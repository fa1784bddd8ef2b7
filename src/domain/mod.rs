//! Domain types used throughout the tool.
//!
//! This module defines:
//!
//! - sequence parameters (`CurveSpec`)
//! - solver outputs (`Element`) and per-element diagnostics (`StepRow`)
//! - run configuration resolved from CLI flags (`RunConfig`)
//! - the portable sequence JSON schema (`SequenceFile`)

pub mod types;

pub use types::*;
//! Constrained monotonic sequence solver.
//!
//! Produces a strictly increasing sequence of `n` values from `start` to
//! `end` such that absolute steps grow while relative steps shrink. Two
//! closed-form fits cover the two modes:
//!
//! - **Natural** (no pinned first step): each value is
//!   `start + (end - start)·t²` at the normalized position `t = i/(n-1)`.
//!   Only the two boundary constraints are active; the exponent 2 fixes the
//!   curvature.
//! - **Pinned** (`first_delta` given): a quadratic `f(x) = a·x² + b·x + c`
//!   over index positions through the three pinned points
//!   `(0, start)`, `(1, start + first_delta)`, `(n-1, end)`:
//!
//!   ```text
//!   c = start
//!   a = (end - start - first_delta·(n-1)) / ((n-1)·(n-2))
//!   b = first_delta - a
//!   ```
//!
//! A single quadratic is the minimal-degree curve through three point
//! constraints with one inflection-free monotonic branch over the small
//! lengths callers use; higher degrees risk oscillation. The degree is part
//! of the output contract, not an implementation detail.
//!
//! The three pinned points are exact by contract: `value_at` returns them
//! verbatim instead of re-evaluating the polynomial, so no floating-point
//! rounding from the closed form can reach a pinned index.

use thiserror::Error;

use crate::domain::{CurveSpec, Element};
use crate::math::QuadPoly;

/// Validation failures. Both are raised before any computation proceeds;
/// the solver never returns a partial result.
#[derive(Debug, Clone, Copy, PartialEq, Eq, Error)]
pub enum SolveError {
    /// `n < 3`: the construction needs at least three independent
    /// constraints (start, end, and either the curvature-free interpolant
    /// or the pinned first step).
    #[error("sequence length must be at least 3 (got {0})")]
    InvalidLength(usize),
    /// Element query outside `[0, n-1]`.
    #[error("index {ith} is out of bounds for a sequence of length {n}")]
    IndexOutOfRange { ith: usize, n: usize },
}

#[derive(Debug, Clone, Copy)]
enum Curve {
    Natural,
    Pinned(QuadPoly),
}

/// A validated, ready-to-evaluate fit for one [`CurveSpec`].
///
/// Construction does all validation and coefficient work; evaluation is a
/// pure function of the stored state, so a fit is trivially shareable
/// across threads.
#[derive(Debug, Clone, Copy)]
pub struct QuadFit {
    spec: CurveSpec,
    curve: Curve,
}

impl QuadFit {
    pub fn new(spec: CurveSpec) -> Result<Self, SolveError> {
        if spec.n < 3 {
            return Err(SolveError::InvalidLength(spec.n));
        }

        let curve = match spec.first_delta {
            None => Curve::Natural,
            Some(first_delta) => {
                let m = (spec.n - 1) as f64;
                // (n-1)(n-2) > 0 for every n >= 3, so the division is safe.
                let a = (spec.span() - first_delta * m) / (m * (m - 1.0));
                let b = first_delta - a;
                Curve::Pinned(QuadPoly { a, b, c: spec.start })
            }
        };

        Ok(Self { spec, curve })
    }

    pub fn spec(&self) -> &CurveSpec {
        &self.spec
    }

    /// Value at index `i` (callers must keep `i < n`).
    ///
    /// The pinned points — index 0, index `n-1`, and index 1 in pinned mode —
    /// are returned verbatim. Doing the override here rather than as a
    /// post-pass over a materialized vector makes [`Self::sequence`] and
    /// [`Self::element`] agree exactly.
    pub fn value_at(&self, i: usize) -> f64 {
        if i == 0 {
            return self.spec.start;
        }
        if i == self.spec.n - 1 {
            return self.spec.end;
        }
        if i == 1 {
            if let Some(first_delta) = self.spec.first_delta {
                return self.spec.start + first_delta;
            }
        }

        match self.curve {
            Curve::Natural => {
                let t = i as f64 / (self.spec.n - 1) as f64;
                self.spec.start + self.spec.span() * (t * t)
            }
            Curve::Pinned(poly) => poly.eval(i as f64),
        }
    }

    /// Materialize the full ordered sequence.
    pub fn sequence(&self) -> Vec<f64> {
        (0..self.spec.n).map(|i| self.value_at(i)).collect()
    }

    /// Single-element query: the value at `ith` and its step delta.
    ///
    /// Evaluates at most two indices instead of materializing the sequence;
    /// the result is numerically identical to extracting the corresponding
    /// entries from [`Self::sequence`].
    pub fn element(&self, ith: usize) -> Result<Element, SolveError> {
        if ith >= self.spec.n {
            return Err(SolveError::IndexOutOfRange {
                ith,
                n: self.spec.n,
            });
        }

        let value = self.value_at(ith);
        let delta = if ith == 0 {
            0.0
        } else {
            value - self.value_at(ith - 1)
        };
        Ok(Element { value, delta })
    }
}

/// Solve for the full sequence.
pub fn solve_sequence(spec: &CurveSpec) -> Result<Vec<f64>, SolveError> {
    Ok(QuadFit::new(*spec)?.sequence())
}

/// Solve for a single element `(value, delta)`.
pub fn solve_element(spec: &CurveSpec, ith: usize) -> Result<Element, SolveError> {
    QuadFit::new(*spec)?.element(ith)
}

#[cfg(test)]
mod tests {
    use super::*;
    use approx::assert_relative_eq;
    use proptest::prelude::*;

    fn pinned(n: usize, start: f64, end: f64, first_delta: f64) -> CurveSpec {
        CurveSpec {
            n,
            start,
            end,
            first_delta: Some(first_delta),
        }
    }

    fn natural(n: usize, start: f64, end: f64) -> CurveSpec {
        CurveSpec {
            n,
            start,
            end,
            first_delta: None,
        }
    }

    #[test]
    fn pinned_endpoints_and_first_step_are_exact() {
        let seq = solve_sequence(&pinned(10, 0.0, 0.7, 0.05)).unwrap();
        assert_eq!(seq.len(), 10);
        assert_eq!(seq[0], 0.0);
        assert_eq!(seq[1], 0.05);
        assert_eq!(seq[9], 0.7);
        // Every later absolute step exceeds the pinned first step.
        for i in 2..10 {
            assert!(seq[i] - seq[i - 1] > 0.05, "step {i} too small");
        }
    }

    #[test]
    fn natural_midpoint_is_quarter_of_span() {
        // t = 3/6 = 0.5, so the midpoint is start + span/4 exactly.
        let seq = solve_sequence(&natural(7, 0.0, 0.7)).unwrap();
        assert_eq!(seq[3], 0.175);
        assert_eq!(seq[0], 0.0);
        assert_eq!(seq[6], 0.7);
    }

    #[test]
    fn natural_steps_grow_and_relative_steps_shrink() {
        let seq = solve_sequence(&natural(7, 0.0, 0.7)).unwrap();
        for i in 1..7 {
            assert!(seq[i] > seq[i - 1]);
        }
        for i in 2..7 {
            assert!(seq[i] - seq[i - 1] > seq[i - 1] - seq[i - 2]);
        }
        // Relative steps, defined from the first nonzero base.
        for i in 3..7 {
            let rel = (seq[i] - seq[i - 1]) / seq[i - 1];
            let prev_rel = (seq[i - 1] - seq[i - 2]) / seq[i - 2];
            assert!(rel < prev_rel, "relative step grew at {i}");
        }
    }

    #[test]
    fn element_zero_has_zero_delta() {
        let el = solve_element(&pinned(10, 0.0, 0.7, 0.05), 0).unwrap();
        assert_eq!(el.value, 0.0);
        assert_eq!(el.delta, 0.0);
    }

    #[test]
    fn element_last_matches_sequence_tail() {
        let spec = pinned(10, 0.0, 0.7, 0.05);
        let seq = solve_sequence(&spec).unwrap();
        let el = solve_element(&spec, 9).unwrap();
        assert_eq!(el.value, 0.7);
        assert_eq!(el.delta, seq[9] - seq[8]);
    }

    #[test]
    fn element_query_matches_full_sequence_everywhere() {
        for spec in [
            pinned(10, 0.0, 0.7, 0.05),
            pinned(3, 1.0, 2.0, 0.2),
            natural(12, -1.0, 4.0),
        ] {
            let seq = solve_sequence(&spec).unwrap();
            for ith in 0..spec.n {
                let el = solve_element(&spec, ith).unwrap();
                assert_eq!(el.value, seq[ith], "value mismatch at {ith}");
                let expected_delta = if ith == 0 { 0.0 } else { seq[ith] - seq[ith - 1] };
                assert_eq!(el.delta, expected_delta, "delta mismatch at {ith}");
            }
        }
    }

    #[test]
    fn short_lengths_are_rejected() {
        for n in [0, 1, 2] {
            let err = solve_sequence(&pinned(n, 0.0, 0.7, 0.05)).unwrap_err();
            assert_eq!(err, SolveError::InvalidLength(n));
            let err = solve_sequence(&natural(n, 0.0, 0.7)).unwrap_err();
            assert_eq!(err, SolveError::InvalidLength(n));
        }
    }

    #[test]
    fn out_of_range_index_is_rejected() {
        let err = solve_element(&pinned(10, 0.0, 0.7, 0.05), 10).unwrap_err();
        assert_eq!(err, SolveError::IndexOutOfRange { ith: 10, n: 10 });
        // Length validation runs first.
        let err = solve_element(&pinned(2, 0.0, 0.7, 0.05), 10).unwrap_err();
        assert_eq!(err, SolveError::InvalidLength(2));
    }

    #[test]
    fn pinned_fit_passes_through_interior_closed_form() {
        // n=5, start=0, end=1, first_delta=0.1:
        // a = (1 - 0.1*4) / (4*3) = 0.05, b = 0.05, c = 0.
        let spec = pinned(5, 0.0, 1.0, 0.1);
        let seq = solve_sequence(&spec).unwrap();
        assert_relative_eq!(seq[2], 0.05 * 4.0 + 0.05 * 2.0, epsilon = 1e-15);
        assert_relative_eq!(seq[3], 0.05 * 9.0 + 0.05 * 3.0, epsilon = 1e-15);
    }

    proptest! {
        #[test]
        fn natural_mode_is_monotone_with_growing_steps(
            n in 3usize..40,
            start in -5.0f64..5.0,
            span in 0.1f64..50.0,
        ) {
            let spec = natural(n, start, start + span);
            let seq = solve_sequence(&spec).unwrap();
            prop_assert_eq!(seq[0], start);
            prop_assert_eq!(seq[n - 1], start + span);
            for i in 1..n {
                prop_assert!(seq[i] > seq[i - 1]);
            }
            for i in 2..n {
                prop_assert!(seq[i] - seq[i - 1] > seq[i - 1] - seq[i - 2]);
            }
        }

        #[test]
        fn pinned_mode_is_monotone_with_growing_steps(
            n in 3usize..40,
            start in -5.0f64..5.0,
            span in 0.1f64..50.0,
            // Keep the pinned step strictly below the average step so the
            // fitted curvature stays positive.
            frac in 0.05f64..0.95,
        ) {
            let first_delta = frac * span / (n - 1) as f64;
            let spec = pinned(n, start, start + span, first_delta);
            let seq = solve_sequence(&spec).unwrap();
            prop_assert_eq!(seq[0], start);
            prop_assert_eq!(seq[1], start + first_delta);
            prop_assert_eq!(seq[n - 1], start + span);
            for i in 1..n {
                prop_assert!(seq[i] > seq[i - 1]);
            }
            for i in 2..n {
                prop_assert!(seq[i] - seq[i - 1] > seq[i - 1] - seq[i - 2]);
            }
        }

        #[test]
        fn pinned_relative_steps_shrink_from_zero_start(
            n in 4usize..40,
            span in 0.1f64..50.0,
            frac in 0.05f64..0.95,
        ) {
            // Relative steps are only guaranteed to shrink when the sequence
            // starts at zero (or negligibly close to it), which is the
            // regime the generator targets.
            let first_delta = frac * span / (n - 1) as f64;
            let spec = pinned(n, 0.0, span, first_delta);
            let seq = solve_sequence(&spec).unwrap();
            for i in 3..n {
                let rel = (seq[i] - seq[i - 1]) / seq[i - 1];
                let prev_rel = (seq[i - 1] - seq[i - 2]) / seq[i - 2];
                prop_assert!(rel < prev_rel, "relative step grew at index {}", i);
            }
        }

        #[test]
        fn element_query_agrees_with_sequence(
            n in 3usize..30,
            span in 0.1f64..20.0,
            frac in 0.05f64..0.95,
            ith_seed in 0usize..30,
        ) {
            let first_delta = frac * span / (n - 1) as f64;
            let spec = pinned(n, 0.0, span, first_delta);
            let ith = ith_seed % n;
            let seq = solve_sequence(&spec).unwrap();
            let el = solve_element(&spec, ith).unwrap();
            prop_assert_eq!(el.value, seq[ith]);
            let expected = if ith == 0 { 0.0 } else { seq[ith] - seq[ith - 1] };
            prop_assert_eq!(el.delta, expected);
        }
    }
}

###

**Exercise instructions**
All lines that hold the word "crate" should be copied from the data.

**Your response**
use crate::domain::{CurveSpec, Element};
use crate::math::QuadPoly;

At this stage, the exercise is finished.